His rehabilitation as a military commander began in 2009 when the U.S. 5th Stryker Brigade took over the Canadian forward operating base in the district. American Lt.-Col. William Clark, commander of the brigade's 8th Squadron, 1st Cavalry Regiment, cultivated a friendship with Razik.

But it wasn't until the murder of a police chief in Daman district last summer that Razik was fully unleashed on the Taliban.

The New York Times reported that a furious Ahmed Wali Karzai complained to his brother, Afghan president Hamid Karzai, who in turned invested provincial governor Tooryalai Wesa with the powers of a commander-in-chief.

They turned to Razik to lead a 1,700-man force in Mehlajat.

Milner said it's understood by everyone that the militia leader is a polarizing figure among Kandaharis.

"He understands, he can only do so much, but the bottom line is the people are very supportive of his actions," said Milner.

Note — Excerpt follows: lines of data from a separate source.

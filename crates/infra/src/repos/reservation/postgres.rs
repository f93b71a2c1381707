use super::IReservationRepo;
use chrono::{DateTime, Utc};
use mpc_reservations_domain::{Company, Reservation, ReservationWithCompany, ID};
use sqlx::{types::Uuid, FromRow, PgPool};

pub struct PostgresReservationRepo {
    pool: PgPool,
}

impl PostgresReservationRepo {
    pub fn new(pool: PgPool) -> Self {
        Self { pool }
    }
}

#[derive(Debug, FromRow)]
struct ReservationWithCompanyRaw {
    reservation_uid: Uuid,
    call_type: String,
    created_at: DateTime<Utc>,
    company_uid: Uuid,
    company_name: String,
}

impl Into<ReservationWithCompany> for ReservationWithCompanyRaw {
    fn into(self) -> ReservationWithCompany {
        ReservationWithCompany {
            id: self.reservation_uid.into(),
            call_type: self.call_type,
            created_at: self.created_at,
            company: Company {
                id: self.company_uid.into(),
                name: self.company_name,
            },
        }
    }
}

#[async_trait::async_trait]
impl IReservationRepo for PostgresReservationRepo {
    async fn insert(&self, reservation: &Reservation) -> anyhow::Result<()> {
        sqlx::query(
            r#"
            INSERT INTO reservations(reservation_uid, call_type, created_at, company_uid)
            VALUES($1, $2, $3, $4)
            "#,
        )
        .bind(*reservation.id.inner_ref())
        .bind(&reservation.call_type)
        .bind(reservation.created_at)
        .bind(*reservation.company_id.inner_ref())
        .execute(&self.pool)
        .await?;

        Ok(())
    }

    async fn find(&self, reservation_id: &ID) -> anyhow::Result<Option<ReservationWithCompany>> {
        let reservation: Option<ReservationWithCompanyRaw> = sqlx::query_as(
            r#"
            SELECT r.reservation_uid, r.call_type, r.created_at, c.company_uid, c.name AS company_name
            FROM reservations AS r
            INNER JOIN companies AS c ON c.company_uid = r.company_uid
            WHERE r.reservation_uid = $1
            "#,
        )
        .bind(*reservation_id.inner_ref())
        .fetch_optional(&self.pool)
        .await?;

        Ok(reservation.map(|r| r.into()))
    }

    async fn find_all(&self) -> anyhow::Result<Vec<ReservationWithCompany>> {
        let reservations: Vec<ReservationWithCompanyRaw> = sqlx::query_as(
            r#"
            SELECT r.reservation_uid, r.call_type, r.created_at, c.company_uid, c.name AS company_name
            FROM reservations AS r
            INNER JOIN companies AS c ON c.company_uid = r.company_uid
            ORDER BY r.created_at DESC
            "#,
        )
        .fetch_all(&self.pool)
        .await?;

        Ok(reservations.into_iter().map(|r| r.into()).collect())
    }

    async fn find_by_call_type(
        &self,
        call_type: &str,
    ) -> anyhow::Result<Vec<ReservationWithCompany>> {
        let reservations: Vec<ReservationWithCompanyRaw> = sqlx::query_as(
            r#"
            SELECT r.reservation_uid, r.call_type, r.created_at, c.company_uid, c.name AS company_name
            FROM reservations AS r
            INNER JOIN companies AS c ON c.company_uid = r.company_uid
            WHERE r.call_type = $1
            ORDER BY r.created_at DESC
            "#,
        )
        .bind(call_type)
        .fetch_all(&self.pool)
        .await?;

        Ok(reservations.into_iter().map(|r| r.into()).collect())
    }
}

Milner said people have to be careful about how much they make use of Razik. "I think Gov. Wesa understands that. You can lean on him only so much."

That may be an understatement.

When asked what sort of rules of engagement apply to Razik, NATO officials responded that he fights the Afghan way. Even a generous interpretation of that means there are few restrictions on what he and his men can shoot at.

There is also a political embarrassment in the making.

Training competent Afghan security forces is supposed to be the alliance's primary goal, yet the provincial administration is compelled to turn to a militia leader to carry out its counter-terrorism operations.